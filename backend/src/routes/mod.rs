//! Route definitions for the training platform API

use axum::{
    middleware,
    routing::{delete, get, post, put},
    Router,
};

use crate::handlers::{
    assessment, auth, certificate, course, enrollment, gamification, health, learning_path,
    notification, reporting, sync, user,
};
use crate::{middleware::auth_middleware, AppState};

/// Create API routes
pub fn api_routes(state: &AppState) -> Router<AppState> {
    Router::new()
        // Readiness probe (public)
        .route("/health", get(health::readiness))
        // Auth routes (public login/refresh, protected profile)
        .nest("/auth", auth_routes(state))
        // Public certificate verification (QR codes and shared links)
        .route("/verify/:number", get(certificate::verify_certificate))
        .nest("/users", user_routes(state))
        .nest("/courses", course_routes(state))
        .nest("/enrollments", enrollment_routes(state))
        .nest("/assessments", assessment_routes(state))
        .nest("/certificates", certificate_routes(state))
        .nest("/learning-paths", learning_path_routes(state))
        .nest("/sync", sync_routes(state))
        .nest("/notifications", notification_routes(state))
        .nest("/gamification", gamification_routes(state))
        .nest("/reports", report_routes(state))
}

/// Authentication routes
fn auth_routes(state: &AppState) -> Router<AppState> {
    let protected = Router::new()
        .route("/me", get(auth::me))
        .route("/change-password", post(auth::change_password))
        .route_layer(middleware::from_fn_with_state(state.clone(), auth_middleware));

    Router::new()
        .route("/login", post(auth::login))
        .route("/refresh", post(auth::refresh))
        .route("/logout", post(auth::logout))
        .merge(protected)
}

/// User administration routes (protected)
fn user_routes(state: &AppState) -> Router<AppState> {
    Router::new()
        .route("/", get(user::list_users).post(user::create_user))
        .route(
            "/:user_id",
            get(user::get_user)
                .put(user::update_user)
                .delete(user::deactivate_user),
        )
        .route_layer(middleware::from_fn_with_state(state.clone(), auth_middleware))
}

/// Course catalog and authoring routes (protected)
fn course_routes(state: &AppState) -> Router<AppState> {
    Router::new()
        .route("/", get(course::list_courses).post(course::create_course))
        .route(
            "/categories",
            get(course::list_categories).post(course::create_category),
        )
        .route(
            "/categories/:category_id",
            get(course::get_category)
                .put(course::update_category)
                .delete(course::delete_category),
        )
        .route(
            "/:course_id",
            get(course::get_course)
                .put(course::update_course)
                .delete(course::delete_course),
        )
        .route("/:course_id/publish", post(course::publish_course))
        .route("/:course_id/unpublish", post(course::unpublish_course))
        .route("/:course_id/archive", post(course::archive_course))
        .route("/:course_id/duplicate", post(course::duplicate_course))
        .route("/:course_id/versions", get(course::list_versions))
        .route("/:course_id/statistics", get(course::course_statistics))
        .route("/:course_id/modules", post(course::add_module))
        .route(
            "/:course_id/modules/:module_id",
            put(course::update_module).delete(course::delete_module),
        )
        .route(
            "/:course_id/modules/:module_id/lessons",
            post(course::add_lesson),
        )
        .route(
            "/:course_id/lessons/:lesson_id",
            put(course::update_lesson).delete(course::delete_lesson),
        )
        .route(
            "/:course_id/offline-package",
            get(sync::download_package).post(sync::build_package),
        )
        .route_layer(middleware::from_fn_with_state(state.clone(), auth_middleware))
}

/// Enrollment and progress routes (protected)
fn enrollment_routes(state: &AppState) -> Router<AppState> {
    Router::new()
        .route("/", get(enrollment::list_enrollments).post(enrollment::enroll))
        .route("/me", get(enrollment::my_enrollments))
        .route(
            "/:enrollment_id",
            get(enrollment::get_enrollment).delete(enrollment::drop_enrollment),
        )
        .route("/:enrollment_id/progress", post(enrollment::update_progress))
        .route(
            "/progress/:progress_id/evidence",
            get(enrollment::list_evidence).post(enrollment::upload_evidence),
        )
        .route("/evidence/:evidence_id/verify", post(enrollment::verify_evidence))
        .route_layer(middleware::from_fn_with_state(state.clone(), auth_middleware))
}

/// Assessment authoring, attempts and grading (protected)
fn assessment_routes(state: &AppState) -> Router<AppState> {
    Router::new()
        .route(
            "/",
            get(assessment::list_assessments).post(assessment::create_assessment),
        )
        .route("/grading/pending", get(assessment::pending_grading))
        .route("/answers/:answer_id/grade", post(assessment::grade_answer))
        .route(
            "/attempts/:attempt_id",
            get(assessment::get_attempt),
        )
        .route("/attempts/:attempt_id/answers", post(assessment::submit_answer))
        .route("/attempts/:attempt_id/submit", post(assessment::submit_attempt))
        .route("/attempts/:attempt_id/results", get(assessment::attempt_results))
        .route(
            "/:assessment_id",
            get(assessment::get_assessment)
                .put(assessment::update_assessment)
                .delete(assessment::delete_assessment),
        )
        .route("/:assessment_id/status", put(assessment::set_assessment_status))
        .route("/:assessment_id/statistics", get(assessment::assessment_statistics))
        .route("/:assessment_id/questions", post(assessment::add_question))
        .route(
            "/:assessment_id/questions/:question_id",
            put(assessment::update_question).delete(assessment::delete_question),
        )
        .route(
            "/:assessment_id/attempts",
            get(assessment::my_attempts).post(assessment::start_attempt),
        )
        .route_layer(middleware::from_fn_with_state(state.clone(), auth_middleware))
}

/// Certificate routes (protected)
fn certificate_routes(state: &AppState) -> Router<AppState> {
    Router::new()
        .route("/", post(certificate::issue_certificate))
        .route("/me", get(certificate::my_certificates))
        .route("/expiring", get(certificate::expiring_certificates))
        .route("/statistics", get(certificate::certificate_statistics))
        .route(
            "/templates",
            get(certificate::list_templates).post(certificate::create_template),
        )
        .route(
            "/eligibility/:enrollment_id",
            get(certificate::check_eligibility),
        )
        .route("/:certificate_id", get(certificate::get_certificate))
        .route("/:certificate_id/render", get(certificate::render_certificate))
        .route("/:certificate_id/share", get(certificate::share_link))
        .route("/:certificate_id/revoke", post(certificate::revoke_certificate))
        .route("/:certificate_id/reissue", post(certificate::reissue_certificate))
        .route_layer(middleware::from_fn_with_state(state.clone(), auth_middleware))
}

/// Learning path routes (protected)
fn learning_path_routes(state: &AppState) -> Router<AppState> {
    Router::new()
        .route("/", get(learning_path::list_paths).post(learning_path::create_path))
        .route("/me", get(learning_path::my_paths))
        .route("/expiring", get(learning_path::expiring_assignments))
        .route(
            "/:path_id",
            get(learning_path::get_path).put(learning_path::update_path),
        )
        .route("/:path_id/status", put(learning_path::set_path_status))
        .route("/:path_id/courses", post(learning_path::add_path_course))
        .route(
            "/:path_id/courses/:course_id",
            delete(learning_path::remove_path_course),
        )
        .route("/:path_id/assign", post(learning_path::assign_path))
        .route("/:path_id/progress", get(learning_path::my_path_detail))
        .route("/:path_id/users/:user_id", get(learning_path::user_path_detail))
        .route_layer(middleware::from_fn_with_state(state.clone(), auth_middleware))
}

/// Offline sync routes (protected)
fn sync_routes(state: &AppState) -> Router<AppState> {
    Router::new()
        .route("/", post(sync::start_sync))
        .route("/status", get(sync::sync_status))
        .route("/conflicts", get(sync::list_conflicts))
        .route("/conflicts/:conflict_id/resolve", post(sync::resolve_conflict))
        .route("/:log_id/upload", post(sync::upload))
        .route("/:log_id/download", get(sync::download))
        .route("/:log_id/complete", post(sync::complete_sync))
        .route_layer(middleware::from_fn_with_state(state.clone(), auth_middleware))
}

/// Notification routes (protected)
fn notification_routes(state: &AppState) -> Router<AppState> {
    Router::new()
        .route(
            "/",
            get(notification::list_notifications).post(notification::send_notification),
        )
        .route("/unread-count", get(notification::unread_count))
        .route("/read-all", post(notification::mark_all_read))
        .route("/:notification_id/read", post(notification::mark_read))
        .route(
            "/preferences",
            get(notification::get_preferences).put(notification::update_preferences),
        )
        .route(
            "/push",
            post(notification::register_push).delete(notification::remove_push),
        )
        .route_layer(middleware::from_fn_with_state(state.clone(), auth_middleware))
}

/// Gamification routes (protected)
fn gamification_routes(state: &AppState) -> Router<AppState> {
    Router::new()
        .route("/me", get(gamification::my_stats))
        .route("/history", get(gamification::points_history))
        .route("/leaderboard", get(gamification::leaderboard))
        .route("/badges", get(gamification::list_badges))
        .route("/award", post(gamification::award_points))
        .route("/deduct", post(gamification::deduct_points))
        .route_layer(middleware::from_fn_with_state(state.clone(), auth_middleware))
}

/// Reporting routes (protected)
fn report_routes(state: &AppState) -> Router<AppState> {
    Router::new()
        .route("/dashboard", get(reporting::get_dashboard))
        .route("/compliance", get(reporting::get_compliance_report))
        .route("/certificates", get(reporting::get_certificate_report))
        .route_layer(middleware::from_fn_with_state(state.clone(), auth_middleware))
}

────────

### YOUR OBJECTIVE
In the material above, find every line with the word "login" and show it.

### EXERCISE RESPONSE
        // Auth routes (public login/refresh, protected profile)
        .route("/login", post(auth::login))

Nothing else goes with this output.